A new Book
by
Imran Ahmed Chowdhury
Introduction: On Order, Memory, and the Republic
By the middle of the twenty-first century, Bangladesh had achieved what earlier generations had sought with urgency and exhaustion: stability.
There were no tanks on the streets. No emergency decrees. No sudden disappearances that could not be explained administratively. The state functioned. Services were delivered. Elections were held. The economy grew steadily, if unevenly. For many citizens, the Republic appeared to have matured.
Yet something essential had shifted—not abruptly, but quietly.
Conflict did not vanish; it was reclassified. Dissent was not criminalised; it was diagnosed. Faith was not suppressed; it was organised. History was not destroyed; it was curated. What remained was a republic that no longer argued with itself, because it had learned to speak in a single voice.
This book takes place within that voice.
The narrative that follows is not concerned with heroes or villains. It follows functionaries, auditors, officials, and citizens who believe they are doing their duty. Their world is not brutal. It is procedural. Decisions are made by frameworks. Judgments are issued by indices. Morality is certified.
In this Republic, the past exists—but only in approved forms. The Liberation War is remembered, but without ambiguity. Faith is respected, but without interpretation. Freedom is acknowledged, but without risk.
The central question is not whether this system is evil. It is whether it is complete. Whether a nation can be fully governed without allowing disorder, disagreement, or memory to intrude.
As you read, it may be tempting to search for parallels, to identify echoes of familiar debates and recognisable anxieties. That impulse is natural. But this book does not ask to be read as commentary on present politics. It asks to be read as a study of possibility.
Every society chooses what it fears most. Some fear chaos. Others fear memory. The Republic described here chose the latter—and built its future accordingly.
What follows is not a forecast. It is a mirror, angled slightly toward tomorrow.
Why This Book Was Written
This book is a work of speculative fiction. It is not a prediction, nor is it a prophecy. It is an exercise in imagination grounded in history, observation, and concern.
Bangladesh was born from a rare moral clarity. Few nations emerge from such profound sacrifice with a shared sense of purpose as strong as that which shaped the country in 1971. Yet history has shown that moral origins do not guarantee moral continuity. States, like individuals, can forget who they were—especially when power becomes fearful of memory.
Over the past decades, Bangladesh has experienced cycles of order and disorder, progress and regression, belief and coercion. Each phase has been accompanied by a promise of stability. Each has also demanded a price—sometimes paid in silence, sometimes in fear, and sometimes in forgetting.
This book asks a simple but unsettling question: What if stability becomes the highest political virtue? What happens when order is valued above liberty, compliance above conscience, and harmony above truth? What if a nation reaches a future where conflict has been solved—not through justice, but through erasure?
The Bangladesh imagined in this novel is not born of sudden catastrophe. It arrives gradually, through policies that appear reasonable, reforms that promise efficiency, and moral arguments that seem protective rather than oppressive. Surveillance replaces suspicion. Algorithms replace debate. Faith is not abolished; it is regulated. History is not denied; it is edited.
This is not a book about villains. It is a book about systems—how they grow, how they justify themselves, and how ordinary people learn to live within them. The most enduring forms of control are not those imposed by violence, but those accepted as normal.

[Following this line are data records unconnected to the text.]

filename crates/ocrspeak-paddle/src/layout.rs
//! Model folder layout and presence checks.

use std::fmt;
use std::path::{Path, PathBuf};

use serde::Serialize;

use crate::{PaddleConfig, TRACING_TARGET_LAYOUT};

/// One part of the bundled model layout.
#[derive(Debug, Clone, Copy, PartialEq, Eq, Hash, Serialize)]
#[serde(rename_all = "snake_case")]
pub enum ModelPart {
    /// Text detection model folder.
    Detection,
    /// Text recognition model folder.
    Recognition,
    /// Text-line angle classification model folder.
    Classifier,
    /// Character dictionary used by recognition.
    Dictionary,
}

impl ModelPart {
    /// All parts, in the order they are checked.
    pub const ALL: [ModelPart; 4] = [
        ModelPart::Detection,
        ModelPart::Recognition,
        ModelPart::Classifier,
        ModelPart::Dictionary,
    ];

    /// Human-readable name used in logs and reports.
    pub fn display_name(self) -> &'static str {
        match self {
            ModelPart::Detection => "Detection model directory",
            ModelPart::Recognition => "Recognition model directory",
            ModelPart::Classifier => "Classification model directory",
            ModelPart::Dictionary => "Recognition dictionary",
        }
    }

    /// Whether OCR cannot run without this part.
    pub fn is_required(self) -> bool {
        !matches!(self, ModelPart::Classifier)
    }
}

impl fmt::Display for ModelPart {
    fn fmt(&self, f: &mut fmt::Formatter<'_>) -> fmt::Result {
        f.write_str(self.display_name())
    }
}

/// Resolved filesystem paths of every model part.
#[derive(Debug, Clone, PartialEq, Eq)]
pub struct ModelLayout {
    base_dir: PathBuf,
    det_dir: PathBuf,
    rec_dir: PathBuf,
    cls_dir: PathBuf,
    dict_path: PathBuf,
    model_file: String,
}

impl ModelLayout {
    /// Resolves all paths from the configuration.
    pub fn from_config(config: &PaddleConfig) -> Self {
        let base_dir = config.model_dir.clone();
        let rec_dir = base_dir.join(&config.rec_model);

        Self {
            det_dir: base_dir.join(&config.det_model),
            cls_dir: base_dir.join(&config.cls_model),
            dict_path: rec_dir.join(&config.rec_dict),
            model_file: config.model_file.clone(),
            rec_dir,
            base_dir,
        }
    }

    /// Base directory holding the model folders.
    pub fn base_dir(&self) -> &Path {
        &self.base_dir
    }

    /// Path checked for the given part: a folder, or the dictionary file.
    pub fn path(&self, part: ModelPart) -> &Path {
        match part {
            ModelPart::Detection => &self.det_dir,
            ModelPart::Recognition => &self.rec_dir,
            ModelPart::Classifier => &self.cls_dir,
            ModelPart::Dictionary => &self.dict_path,
        }
    }

    /// ONNX model file for the given part.
    ///
    /// The dictionary has no model file and resolves to the dictionary itself.
    pub fn model_path(&self, part: ModelPart) -> PathBuf {
        match part {
            ModelPart::Dictionary => self.dict_path.clone(),
            _ => self.path(part).join(&self.model_file),
        }
    }

    /// Checks which parts exist on disk.
    pub fn check(&self) -> LayoutReport {
        let parts = ModelPart::ALL
            .iter()
            .map(|&part| {
                let path = self.path(part).to_path_buf();
                let present = match part {
                    ModelPart::Dictionary => path.is_file(),
                    _ => path.is_dir(),
                };

                tracing::debug!(
                    target: TRACING_TARGET_LAYOUT,
                    part = %part,
                    path = %path.display(),
                    present,
                    "Checked model part"
                );

                PartStatus {
                    part,
                    path,
                    present,
                }
            })
            .collect();

        LayoutReport {
            base_dir: self.base_dir.clone(),
            parts,
        }
    }
}

/// Presence of a single model part.
#[derive(Debug, Clone, PartialEq, Eq, Serialize)]
pub struct PartStatus {
    /// Which part was checked.
    pub part: ModelPart,
    /// Path that was checked.
    pub path: PathBuf,
    /// Whether the path exists.
    pub present: bool,
}

/// Result of [`ModelLayout::check`].
#[derive(Debug, Clone, PartialEq, Eq, Serialize)]
pub struct LayoutReport {
    base_dir: PathBuf,
    parts: Vec<PartStatus>,
}

impl LayoutReport {
    /// Status of every part.
    pub fn parts(&self) -> &[PartStatus] {
        &self.parts
    }

    /// Whether the given part exists.
    pub fn is_present(&self, part: ModelPart) -> bool {
        self.parts.iter().any(|s| s.part == part && s.present)
    }

    /// Whether angle classification can be enabled.
    pub fn use_cls(&self) -> bool {
        self.is_present(ModelPart::Classifier)
    }

    /// Required parts that are missing.
    pub fn missing_required(&self) -> Vec<&PartStatus> {
        self.parts
            .iter()
            .filter(|s| s.part.is_required() && !s.present)
            .collect()
    }

    /// Whether every required part is present.
    pub fn is_complete(&self) -> bool {
        self.missing_required().is_empty()
    }
}

impl fmt::Display for LayoutReport {
    fn fmt(&self, f: &mut fmt::Formatter<'_>) -> fmt::Result {
        writeln!(f, "Model directory: {}", self.base_dir.display())?;
        for status in &self.parts {
            let mark = match (status.present, status.part.is_required()) {
                (true, _) => "ok",
                (false, true) => "MISSING",
                (false, false) => "missing (optional)",
            };
            writeln!(
                f,
                "  {:<32} {:<20} {}",
                status.part.display_name(),
                mark,
                status.path.display()
            )?;
        }

        if !self.is_complete() {
            write!(
                f,
                "Copy the downloaded model folders into '{}' and restart.",
                self.base_dir.display()
            )?;
        } else if !self.use_cls() {
            write!(f, "Angle classification is disabled.")?;
        }

        Ok(())
    }
}
//! Text-line direction classification (0 or 180 degrees).

use image::RgbImage;
use image::imageops;
use ndarray::{Array4, ArrayD, Axis, s};

use super::preprocess::{self, CLS_WIDTH, LINE_HEIGHT};
use super::session::OnnxModel;
use crate::{Error, Result};

const STAGE: &str = "classification";

/// Crops classified per model run.
const BATCH_SIZE: usize = 6;

/// Index of the `180` label in the model output.
const LABEL_180: usize = 1;

/// Text-line angle classifier.
pub(crate) struct AngleClassifier {
    model: OnnxModel,
    thresh: f32,
}

impl AngleClassifier {
    pub fn new(model: OnnxModel, thresh: f32) -> Self {
        Self { model, thresh }
    }

    /// Rotates upside-down crops in place and returns how many were turned.
    pub fn correct(&mut self, crops: &mut [RgbImage]) -> Result<usize> {
        let mut rotated = 0;

        for (batch_index, batch) in crops.chunks_mut(BATCH_SIZE).enumerate() {
            let mut input =
                Array4::<f32>::zeros((batch.len(), 3, LINE_HEIGHT as usize, CLS_WIDTH as usize));
            for (i, crop) in batch.iter().enumerate() {
                input
                    .index_axis_mut(Axis(0), i)
                    .assign(&preprocess::cls_tensor(crop));
            }

            let output = self.model.run(STAGE, input)?;
            let labels = decode_labels(&output, batch.len())?;

            for (crop, (label, score)) in batch.iter_mut().zip(labels) {
                if is_upside_down(label, score, self.thresh) {
                    *crop = imageops::rotate180(&*crop);
                    rotated += 1;
                }
            }

            tracing::trace!(
                target: crate::TRACING_TARGET_ENGINE,
                batch = batch_index,
                size = batch.len(),
                "Classified crop batch"
            );
        }

        Ok(rotated)
    }
}

/// A crop is turned only when `180` wins with a probability above `thresh`.
fn is_upside_down(label: usize, score: f32, thresh: f32) -> bool {
    label == LABEL_180 && score > thresh
}

/// Returns `(label, probability)` per row of an `N x 2` output.
fn decode_labels(output: &ArrayD<f32>, expected: usize) -> Result<Vec<(usize, f32)>> {
    let shape = output.shape();
    if shape.len() != 2 || shape[0] != expected || shape[1] < 2 {
        return Err(Error::inference(
            STAGE,
            format!("unexpected output shape {shape:?}"),
        ));
    }

    let labels = (0..expected)
        .map(|row| {
            let probs = output.slice(s![row, ..]);
            probs
                .iter()
                .copied()
                .enumerate()
                .fold((0, f32::NEG_INFINITY), |best, (i, p)| {
                    if p > best.1 { (i, p) } else { best }
                })
        })
        .collect();

    Ok(labels)
}

#[cfg(test)]
mod tests {
    use super::*;

    #[test]
    fn decodes_best_label_per_row() {
        let output = ArrayD::from_shape_vec(vec![2, 2], vec![0.8, 0.2, 0.05, 0.95]).unwrap();
        let labels = decode_labels(&output, 2).unwrap();
        assert_eq!(labels, vec![(0, 0.8), (1, 0.95)]);
    }

    #[test]
    fn rotates_only_above_threshold() {
        assert!(is_upside_down(LABEL_180, 0.95, 0.9));
        assert!(!is_upside_down(LABEL_180, 0.9, 0.9));
        assert!(!is_upside_down(0, 0.99, 0.9));
    }

    #[test]
    fn rejects_wrong_batch_size() {
        let output = ArrayD::<f32>::zeros(vec![3, 2]);
        assert!(decode_labels(&output, 2).is_err());
    }
}
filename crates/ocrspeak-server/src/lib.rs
#![forbid(unsafe_code)]
#![cfg_attr(docsrs, feature(doc_cfg))]
#![doc = include_str!("../README.md")]

mod error;

pub mod extract;
pub mod handler;
pub mod middleware;
pub mod service;

pub use crate::error::{BoxedError, Error, ErrorKind, Result};
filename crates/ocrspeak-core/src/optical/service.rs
//! OCR service wrapper with observability.

use std::fmt;
use std::sync::Arc;

use image::DynamicImage;
use jiff::Timestamp;

use super::OpticalProvider;
use crate::{OcrOutput, Result, ServiceHealth, TRACING_TARGET_OCR};

/// OCR service wrapping any [`OpticalProvider`].
///
/// The provider is stored behind an `Arc`, making this wrapper cheap to clone
/// into request handlers.
#[derive(Clone)]
pub struct OpticalService {
    provider: Arc<dyn OpticalProvider>,
}

impl fmt::Debug for OpticalService {
    fn fmt(&self, f: &mut fmt::Formatter<'_>) -> fmt::Result {
        f.debug_struct("OpticalService")
            .field("uses_angle_classifier", &self.provider.uses_angle_classifier())
            .finish_non_exhaustive()
    }
}

impl OpticalService {
    /// Create a new OCR service from a provider.
    pub fn new<P>(provider: P) -> Self
    where
        P: OpticalProvider + 'static,
    {
        Self {
            provider: Arc::new(provider),
        }
    }

    /// Create a new OCR service from a shared provider.
    pub fn from_arc(provider: Arc<dyn OpticalProvider>) -> Self {
        Self { provider }
    }

    /// Returns true when text-line angle classification is active.
    pub fn uses_angle_classifier(&self) -> bool {
        self.provider.uses_angle_classifier()
    }

    /// Run OCR on an image.
    pub async fn recognize(&self, image: DynamicImage) -> Result<OcrOutput> {
        let started_at = Timestamp::now();
        let (width, height) = (image.width(), image.height());

        tracing::debug!(
            target: TRACING_TARGET_OCR,
            width,
            height,
            "Processing OCR request"
        );

        let result = self.provider.recognize(image).await;
        let elapsed = Timestamp::now().duration_since(started_at);

        match &result {
            Ok(output) => {
                tracing::info!(
                    target: TRACING_TARGET_OCR,
                    lines = output.len(),
                    elapsed_ms = elapsed.as_millis(),
                    "OCR processing successful"
                );
            }
            Err(error) => {
                tracing::error!(
                    target: TRACING_TARGET_OCR,
                    error = %error,
                    elapsed_ms = elapsed.as_millis(),
                    "OCR processing failed"
                );
            }
        }

        result
    }

    /// Check the health of the underlying provider.
    pub async fn health_check(&self) -> Result<ServiceHealth> {
        self.provider.health_check().await
    }
}

#[cfg(test)]
mod tests {
    use super::*;
    use crate::{Error, ErrorKind, Quad, TextLine};

    struct FixedProvider(Option<OcrOutput>);

    #[async_trait::async_trait]
    impl OpticalProvider for FixedProvider {
        async fn recognize(&self, _image: DynamicImage) -> Result<OcrOutput> {
            self.0
                .clone()
                .ok_or_else(|| Error::inference().with_message("det session failed"))
        }

        fn uses_angle_classifier(&self) -> bool {
            true
        }

        async fn health_check(&self) -> Result<ServiceHealth> {
            Ok(ServiceHealth::healthy())
        }
    }

    #[tokio::test]
    async fn forwards_provider_output() -> Result<()> {
        let line = TextLine::new(Quad::from_bounds(0.0, 0.0, 8.0, 4.0), "Hi", 0.9);
        let service = OpticalService::new(FixedProvider(Some(OcrOutput::new(vec![line]))));

        let output = service.recognize(DynamicImage::new_rgb8(8, 8)).await?;
        assert_eq!(output.joined_text(), "Hi");
        assert!(service.uses_angle_classifier());
        assert!(service.health_check().await?.is_operational());
        Ok(())
    }

    #[tokio::test]
    async fn forwards_provider_errors() {
        let service = OpticalService::from_arc(Arc::new(FixedProvider(None)));

        let err = service
            .recognize(DynamicImage::new_rgb8(8, 8))
            .await
            .unwrap_err();
        assert_eq!(err.kind(), ErrorKind::Inference);
        assert_eq!(err.message(), "det session failed");
    }
}
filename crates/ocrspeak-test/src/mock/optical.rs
//! Mock OCR provider for testing.

use std::sync::Arc;
use std::sync::atomic::{AtomicUsize, Ordering};

use image::DynamicImage;
use ocrspeak_core::{
    Error, OcrOutput, OpticalProvider, Quad, Result, ServiceHealth, TextLine,
};

/// Mock OCR provider for testing.
///
/// Returns the configured output for every image, or fails every call when
/// built with [`MockOpticalProvider::failing`].
#[derive(Clone, Default, Debug)]
pub struct MockOpticalProvider {
    output: OcrOutput,
    failure: Option<String>,
    angle_classifier: bool,
    calls: Arc<AtomicUsize>,
}

impl MockOpticalProvider {
    /// Creates a provider that returns `output`.
    pub fn new(output: OcrOutput) -> Self {
        Self {
            output,
            ..Self::default()
        }
    }

    /// Creates a provider returning one line per `(text, score)`, stacked
    /// top to bottom.
    pub fn with_lines(lines: &[(&str, f32)]) -> Self {
        let lines = lines
            .iter()
            .enumerate()
            .map(|(i, (text, score))| {
                let top = 4.0 + 12.0 * i as f32;
                TextLine::new(Quad::from_bounds(2.0, top, 30.0, top + 10.0), *text, *score)
            })
            .collect::<Vec<_>>();
        Self::new(OcrOutput::new(lines))
    }

    /// Creates a provider whose every call fails with `message`.
    pub fn failing(message: impl Into<String>) -> Self {
        Self {
            failure: Some(message.into()),
            ..Self::default()
        }
    }

    /// Reports angle classification as enabled.
    pub fn with_angle_classifier(mut self) -> Self {
        self.angle_classifier = true;
        self
    }

    /// Number of recognize calls so far, shared across clones.
    pub fn calls(&self) -> usize {
        self.calls.load(Ordering::SeqCst)
    }
}

#[async_trait::async_trait]
impl OpticalProvider for MockOpticalProvider {
    async fn recognize(&self, _image: DynamicImage) -> Result<OcrOutput> {
        self.calls.fetch_add(1, Ordering::SeqCst);

        match &self.failure {
            Some(message) => Err(Error::inference().with_message(message.clone())),
            None => Ok(self.output.clone()),
        }
    }

    fn uses_angle_classifier(&self) -> bool {
        self.angle_classifier
    }

    async fn health_check(&self) -> Result<ServiceHealth> {
        Ok(ServiceHealth::healthy())
    }
}

#[cfg(test)]
mod tests {
    use super::*;

    #[tokio::test]
    async fn returns_configured_lines() {
        let provider = MockOpticalProvider::with_lines(&[("Hello", 0.9), ("World", 0.8)]);
        let output = provider.recognize(DynamicImage::new_rgb8(4, 4)).await.unwrap();

        assert_eq!(output.joined_text(), "Hello\nWorld");
        assert_eq!(provider.calls(), 1);
    }

    #[tokio::test]
    async fn failing_provider_errors() {
        let provider = MockOpticalProvider::failing("model exploded");
        let err = provider.recognize(DynamicImage::new_rgb8(4, 4)).await.unwrap_err();
        assert_eq!(err.message(), "model exploded");
    }
}
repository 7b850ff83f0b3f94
//! Optical character recognition capability.
//!
//! An [`OpticalProvider`] takes a decoded image and returns, per detected
//! line, a quadrilateral region, the recognized text and a confidence score.

use image::DynamicImage;

mod service;

pub use service::OpticalService;

use crate::{OcrOutput, Result, ServiceHealth};

/// Core trait for OCR pipelines.
#[async_trait::async_trait]
pub trait OpticalProvider: Send + Sync {
    /// Detects and reads every text line in the image.
    ///
    /// Returns an empty [`OcrOutput`] when no text is found. Errors are
    /// reserved for failures of the pipeline itself.
    async fn recognize(&self, image: DynamicImage) -> Result<OcrOutput>;

    /// Returns true when text-line angle classification is active.
    fn uses_angle_classifier(&self) -> bool {
        false
    }

    /// Perform a health check on the OCR pipeline.
    async fn health_check(&self) -> Result<ServiceHealth>;
}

The choice to set this novel in 2050 is deliberate. It is far enough to allow imagination, yet close enough to remain uncomfortable. The characters in this book do not experience their world as dystopian. They experience it as orderly, predictable, and safe. That is precisely the danger.
If this book unsettles, it is because it touches questions that remain unresolved: the role of faith in governance, the management of dissent, the rewriting of national memory, and the quiet transformation of citizenship into obedience. These are not uniquely Bangladeshi questions. They are universal. Bangladesh merely provides the setting through which they are examined.
This novel does not offer solutions. It offers a warning—expressed through story rather than argument. The hope, if any, lies not in revolution, but in remembrance. In the belief that history, once truly remembered, resists captivity.
This book is written for readers who understand that the future is never built in a single moment, but assembled patiently, choice by choice, compromise by compromise.